NOTE: You must submit in Word format, not PDF, for eRA to update all the systems. The liver is our largest metabolic organ. It produces proteins, lipids, clotting factors and glycogen while dispensing bile and detoxifying xenobiotics. In order to transport these different substances, a sophisticated network of liver venules, capillaries and interstitial conduits has evolved. An essential feature of this network are the lumen-forming epithelia that give rise to two major liver cell populations: (1) hepatocytes - the main parenchymal cell type, and (2) bile duct cells. Both acquire radically different polarity phenotypes adapted to their different functions (Fig.1): Bile duct cells, which form simple conduits for bile, organize like other tubular epithelia around a central lumen. Hepatocytes, by contrast form single-cell cords, aligned along blood vessels on either side and with a capillary-like luminal network (bile canaliculi) running between them. This organization facilitates their extensive bi-directional molecular exchange with the blood, while allowing bile acid excretion into the bile canaliculi. How hepatocytes obtain this unique morphological phenotype is poorly understood. Indeed, because bile canaliculi are not visible by conventional H&E tissue stain, the study of hepatocyte polarity has largely been neglected. The resulting gap in our knowledge has greatly hindered our ability to better understand the molecular basis of common liver diseases, which typically present with changes in hepatocyte polarity and morphology. It also severely limits our ongoing efforts to engineer hepatic tissue that can be used for transplantation, toxicology and gene therapy studies. To tackle these issues, we developed a unique tissue culture model in which the polarity phenotype can be switched from ductal to hepatocytic and utilized it to identify molecular mechanisms that distinguish the hepatocytic from the ductal polarization program. In parallel, we developed protocols to in vitro differentiate polarized hepatocytes from their precursors and evaluated proteins critical for the hepatocytic polarity switch in these physiological relevant systems. This led to the discovery of the dual PKA-anchoring and Rho-activating protein AKAP13 as regulator of bile canaliculi elongation. Elucidating the mechanisms underlying its function, as proposed here, will reveal a critical morphological mechanisms of hepatocyte polarization.

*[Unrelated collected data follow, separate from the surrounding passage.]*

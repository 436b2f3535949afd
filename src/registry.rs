//! Resource registry: turns model types into [`Resource`] descriptors with routes, permissions,
//! validators and handlers. Built once at startup, then shared read-only behind an `Arc`.

use crate::case::{is_pascal_case, pluralize, to_kebab_case, to_snake_case};
use crate::config::{HandlerOverrides, ResourceConfig};
use crate::error::{RegistryError, StoreError};
use crate::handlers::{entity, handler, timeline, Handler};
use crate::identity::Actor;
use crate::model::{self, Model, Nameable, Record, FIELD_CREATED_BY};
use crate::permissions::{Operation, PermissionTable, Role};
use crate::service::audit::HistoryEntry;
use crate::service::validation::{ValidationResult, ValidatorChain};
use crate::store::{Filters, Store};
use axum::http::Method;
use serde::Serialize;
use serde_json::Value;
use std::any::TypeId;
use std::collections::{HashMap, HashSet};
use std::fmt;
use std::sync::Arc;

/// Name forms derived from a PascalCase singular.
#[derive(Clone, Debug, PartialEq, Eq, Serialize)]
pub struct ResourceNames {
    #[serde(rename = "name")]
    pub singular: String,
    #[serde(rename = "pluralName")]
    pub plural: String,
    #[serde(rename = "snakeName")]
    pub snake: String,
    #[serde(rename = "snakePluralName")]
    pub snake_plural: String,
    #[serde(rename = "kebabName")]
    pub kebab: String,
    #[serde(rename = "kebabPluralName")]
    pub kebab_plural: String,
}

impl ResourceNames {
    pub fn derive(singular: &str) -> Self {
        let plural = pluralize(singular);
        ResourceNames {
            singular: singular.to_string(),
            snake: to_snake_case(singular),
            kebab: to_kebab_case(singular),
            snake_plural: to_snake_case(&plural),
            kebab_plural: to_kebab_case(&plural),
            plural,
        }
    }

    /// Storage table name.
    pub fn table(&self) -> &str {
        &self.snake_plural
    }

    fn matches(&self, name: &str) -> bool {
        [&self.singular, &self.plural, &self.snake, &self.snake_plural, &self.kebab, &self.kebab_plural]
            .iter()
            .any(|n| n.eq_ignore_ascii_case(name))
    }
}

#[derive(Clone, Copy, Debug, PartialEq, Eq, Hash, Serialize)]
#[serde(rename_all = "lowercase")]
pub enum RouteKind {
    List,
    Schema,
    Create,
    Update,
    Delete,
    Detail,
    Extra,
}

/// One mountable route: path (axum syntax, `:id`), verbs, auth gate and handler.
#[derive(Clone)]
pub struct RouteSpec {
    pub path: String,
    pub name: String,
    pub kind: RouteKind,
    pub methods: Vec<Method>,
    pub requires_auth: bool,
    pub handler: Handler,
}

impl fmt::Debug for RouteSpec {
    fn fmt(&self, f: &mut fmt::Formatter<'_>) -> fmt::Result {
        f.debug_struct("RouteSpec")
            .field("path", &self.path)
            .field("name", &self.name)
            .field("kind", &self.kind)
            .field("methods", &self.methods)
            .field("requires_auth", &self.requires_auth)
            .finish()
    }
}

/// Type-erased operations on the registered model.
struct ModelOps {
    type_id: TypeId,
    normalize: fn(Record) -> Result<Record, serde_json::Error>,
}

/// Descriptor of a registered model. Immutable after registration.
pub struct Resource {
    pub names: ResourceNames,
    pub skip_owner_binding: bool,
    pub permissions: PermissionTable,
    pub validators: ValidatorChain,
    pub routes: Vec<RouteSpec>,
    field_keys: Vec<String>,
    default_record: Record,
    schema: Value,
    ops: ModelOps,
}

impl fmt::Debug for Resource {
    fn fmt(&self, f: &mut fmt::Formatter<'_>) -> fmt::Result {
        f.debug_struct("Resource")
            .field("names", &self.names)
            .field("skip_owner_binding", &self.skip_owner_binding)
            .field("permissions", &self.permissions)
            .field("validators", &self.validators)
            .field("routes", &self.routes)
            .finish()
    }
}

impl Resource {
    pub fn name(&self) -> &str {
        &self.names.singular
    }

    pub fn table(&self) -> &str {
        self.names.table()
    }

    /// Serializable field keys, system fields included.
    pub fn field_keys(&self) -> &[String] {
        &self.field_keys
    }

    pub fn has_field(&self, key: &str) -> bool {
        self.field_keys.iter().any(|k| k == key)
    }

    /// Record form of the model's default value; the base every create body is merged onto.
    pub fn default_record(&self) -> &Record {
        &self.default_record
    }

    /// Round-trip through the model type.
    pub fn normalize(&self, record: Record) -> Result<Record, serde_json::Error> {
        (self.ops.normalize)(record)
    }

    /// JSON Schema document with the model's field keys.
    pub fn schema(&self) -> &Value {
        &self.schema
    }

    pub fn is<T: 'static>(&self) -> bool {
        self.ops.type_id == TypeId::of::<T>()
    }

    pub fn allows(&self, roles: &[Role], operation: Operation) -> bool {
        self.permissions.has_permission(roles, operation)
    }

    pub fn validate(&self, candidate: &Record) -> ValidationResult {
        self.validators.validate(candidate)
    }

    /// Ownership scope for `actor`: rows created by the actor, unless the resource opts out
    /// or the actor is an administrator.
    pub fn owner_filter(&self, actor: &Actor) -> Filters {
        let mut filters = Filters::new();
        if !(self.skip_owner_binding || actor.is_admin()) {
            filters.push(FIELD_CREATED_BY, actor.id.clone());
        }
        filters
    }

    pub fn route(&self, kind: RouteKind) -> Option<&RouteSpec> {
        self.routes.iter().find(|r| r.kind == kind)
    }
}

fn schema_of<T: Model>(field_keys: &[String]) -> Result<Value, serde_json::Error> {
    let mut components = Vec::new();
    <T as utoipa::ToSchema>::schemas(&mut components);
    let components: serde_json::Map<String, Value> = components
        .into_iter()
        .map(|(name, schema)| Ok((name, serde_json::to_value(schema)?)))
        .collect::<Result<_, serde_json::Error>>()?;
    Ok(serde_json::json!({
        "name": T::NAME,
        "schema": serde_json::to_value(<T as utoipa::PartialSchema>::schema())?,
        "components": components,
        "fields": field_keys,
    }))
}

fn resolve_handlers(overrides: HandlerOverrides) -> [(RouteKind, Handler); 6] {
    [
        (RouteKind::List, overrides.list.unwrap_or_else(|| handler(entity::list))),
        (RouteKind::Schema, overrides.schema.unwrap_or_else(|| handler(entity::schema))),
        (RouteKind::Create, overrides.create.unwrap_or_else(|| handler(entity::create))),
        (RouteKind::Update, overrides.update.unwrap_or_else(|| handler(entity::update))),
        (RouteKind::Delete, overrides.delete.unwrap_or_else(|| handler(entity::delete))),
        (RouteKind::Detail, overrides.detail.unwrap_or_else(|| handler(entity::detail))),
    ]
}

fn canonical_route(base: &str, names: &ResourceNames, kind: RouteKind, handler: Handler) -> RouteSpec {
    let root = format!("{}/{}", base, names.kebab_plural);
    let (path, suffix, method, requires_auth) = match kind {
        RouteKind::List => (root, "list", Method::GET, true),
        RouteKind::Schema => (format!("{}/schema", root), "schema", Method::GET, false),
        RouteKind::Create => (format!("{}/new", root), "new", Method::POST, true),
        RouteKind::Update => (format!("{}/:id/update", root), "update", Method::PUT, true),
        RouteKind::Delete => (format!("{}/:id/delete", root), "delete", Method::DELETE, true),
        RouteKind::Detail | RouteKind::Extra => (format!("{}/:id", root), "detail", Method::GET, true),
    };
    RouteSpec {
        path,
        name: format!("{}-{}", names.kebab, suffix),
        kind,
        methods: vec![method],
        requires_auth,
        handler,
    }
}

/// Paths mounted by `routes::common` next to the resource routes.
pub const RESERVED_PATHS: &[&str] = &["/health", "/ready", "/version"];

/// Name- and type-keyed table of resources.
pub struct Registry {
    base_path: String,
    resources: Vec<Arc<Resource>>,
    by_type: HashMap<TypeId, usize>,
    route_paths: HashSet<String>,
}

impl fmt::Debug for Registry {
    fn fmt(&self, f: &mut fmt::Formatter<'_>) -> fmt::Result {
        f.debug_struct("Registry")
            .field("base_path", &self.base_path)
            .field("resources", &self.resources.iter().map(|r| r.name()).collect::<Vec<_>>())
            .finish()
    }
}

impl Registry {
    /// New registry with the audit resource ([`HistoryEntry`]) and its timeline route installed.
    pub fn new(base_path: impl Into<String>) -> Result<Self, RegistryError> {
        let mut registry = Registry {
            base_path: base_path.into().trim_end_matches('/').to_string(),
            resources: Vec::new(),
            by_type: HashMap::new(),
            route_paths: HashSet::new(),
        };
        let index = if registry.base_path.is_empty() { "/".to_string() } else { registry.base_path.clone() };
        registry.route_paths.insert(index);
        registry.route_paths.extend(RESERVED_PATHS.iter().map(|p| p.to_string()));
        let timeline = crate::config::ExtraRoute {
            path: format!("{}/timeline", registry.base_path),
            name: "timeline".into(),
            methods: vec![Method::GET],
            requires_auth: true,
            handler: handler(timeline::timeline),
        };
        registry.register::<HistoryEntry>(
            ResourceConfig::new()
                .skip_owner_binding(true)
                .permissions(PermissionTable::new().grant(Role::admin(), [Operation::Read]))
                .route(timeline),
        )?;
        Ok(registry)
    }

    pub fn base_path(&self) -> &str {
        &self.base_path
    }

    /// Register a model type. Fails on a non-object model, a non-PascalCase name, a name or
    /// route already taken, or an invalid validation rule.
    pub fn register<T: Model>(&mut self, config: ResourceConfig) -> Result<Arc<Resource>, RegistryError> {
        let name = T::NAME;
        let invalid = |reason: String| RegistryError::InvalidModel {
            name: name.to_string(),
            reason,
        };
        if !is_pascal_case(name) {
            return Err(invalid("name must be PascalCase".into()));
        }
        let default_record = model::to_record(&T::default()).map_err(|e| invalid(e.to_string()))?;
        let field_keys: Vec<String> = default_record.keys().cloned().collect();
        let names = ResourceNames::derive(name);

        if self.by_type.contains_key(&TypeId::of::<T>())
            || self.resources.iter().any(|r| r.names.matches(&names.singular) || r.names.table() == names.table())
        {
            return Err(RegistryError::DuplicateRegistration(name.to_string()));
        }

        let mut validators = config.validators;
        let rules = ValidatorChain::from_rules(config.rules.iter()).map_err(|source| {
            let field = config
                .rules
                .iter()
                .find(|(_, rule)| rule.compile().is_err())
                .map(|(f, _)| f.clone())
                .unwrap_or_default();
            RegistryError::InvalidRule { field, source }
        })?;
        validators.extend(rules);

        let mut routes: Vec<RouteSpec> = resolve_handlers(config.handlers)
            .into_iter()
            .map(|(kind, h)| canonical_route(&self.base_path, &names, kind, h))
            .collect();
        routes.extend(config.routes.into_iter().map(|extra| RouteSpec {
            path: extra.path,
            name: extra.name,
            kind: RouteKind::Extra,
            methods: extra.methods,
            requires_auth: extra.requires_auth,
            handler: extra.handler,
        }));

        let mut seen = HashSet::new();
        for route in &routes {
            if self.route_paths.contains(&route.path) || !seen.insert(route.path.clone()) {
                return Err(RegistryError::DuplicateRoute(route.path.clone()));
            }
        }

        let schema = schema_of::<T>(&field_keys).map_err(|e| invalid(e.to_string()))?;
        let resource = Arc::new(Resource {
            names,
            skip_owner_binding: config.skip_owner_binding,
            permissions: config.permissions,
            validators,
            routes,
            field_keys,
            default_record,
            schema,
            ops: ModelOps {
                type_id: TypeId::of::<T>(),
                normalize: model::normalize::<T>,
            },
        });

        self.route_paths.extend(seen);
        self.by_type.insert(TypeId::of::<T>(), self.resources.len());
        self.resources.push(resource.clone());
        tracing::debug!(resource = %name, routes = resource.routes.len(), "resource registered");
        Ok(resource)
    }

    /// Resource registered for `T`.
    pub fn resolve<T: Model>(&self) -> Result<Arc<Resource>, RegistryError> {
        self.by_type
            .get(&TypeId::of::<T>())
            .and_then(|&i| self.resources.get(i))
            .cloned()
            .ok_or_else(|| RegistryError::ResourceNotFound(T::NAME.to_string()))
    }

    /// Resource by any of its name forms, case-insensitively.
    pub fn resolve_by_name(&self, name: &str) -> Result<Arc<Resource>, RegistryError> {
        self.resources
            .iter()
            .find(|r| r.names.matches(name))
            .cloned()
            .ok_or_else(|| RegistryError::ResourceNotFound(name.to_string()))
    }

    /// Resources in registration order.
    pub fn resources(&self) -> impl Iterator<Item = &Arc<Resource>> {
        self.resources.iter()
    }

    /// Every route of every resource, paired with its owner.
    pub fn routes(&self) -> impl Iterator<Item = (&Arc<Resource>, &RouteSpec)> {
        self.resources.iter().flat_map(|r| r.routes.iter().map(move |route| (r, route)))
    }

    /// Create the backing table of every registered resource.
    pub async fn ensure_tables(&self, store: &dyn Store) -> Result<(), StoreError> {
        for resource in &self.resources {
            store.ensure_table(resource.table()).await?;
        }
        Ok(())
    }
}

注：您必须以Word格式提交，而不是PDF格式，以便eRA更新所有系统。 肝脏是我们最大的代谢器官。它产生蛋白质，脂质，凝血因子和糖原，同时分配胆汁和解毒异生物质。为了运输这些不同的物质，已经进化出复杂的肝小静脉、毛细血管和间质管道网络。该网络的一个基本特征是形成管腔的上皮细胞，其产生两种主要的肝细胞群：（1）肝细胞-主要的实质细胞类型，和（2）胆管细胞。两者都获得了完全不同的极性表型，以适应其不同的功能（图1）：胆管细胞，形成胆汁的简单管道，像其他管状上皮细胞一样围绕中央管腔组织。相反，肝细胞形成单细胞索，沿着两侧的血管沿着排列，其间有毛细血管样的管腔网络（胆小管）。这种组织有利于它们与血液进行广泛的双向分子交换，同时允许胆汁酸排泄到胆小管中。肝细胞如何获得这种独特的形态表型知之甚少。事实上，由于传统的H&E组织染色法看不到胆小管，因此肝细胞极性的研究在很大程度上被忽视了。由此产生的知识差距极大地阻碍了我们更好地了解常见肝脏疾病的分子基础的能力，这些疾病通常表现为肝细胞极性和形态的变化。它也严重限制了我们正在进行的工程肝组织，可用于移植，毒理学和基因治疗研究的努力。 为了解决这些问题，我们开发了一种独特的组织培养模型，其中极性表型可以从导管切换到肝细胞，并利用它来识别区分肝细胞和导管极化程序的分子机制。与此同时，我们开发了在体外分化极化肝细胞从他们的前体和评估的蛋白质在这些生理相关的系统中的肝细胞极性开关的关键协议。这导致了PKA锚定和Rho激活双重蛋白AKAP 13作为胆小管伸长调节因子的发现。阐明其功能的机制，如本文所提出的，将揭示肝细胞极化的关键形态学机制。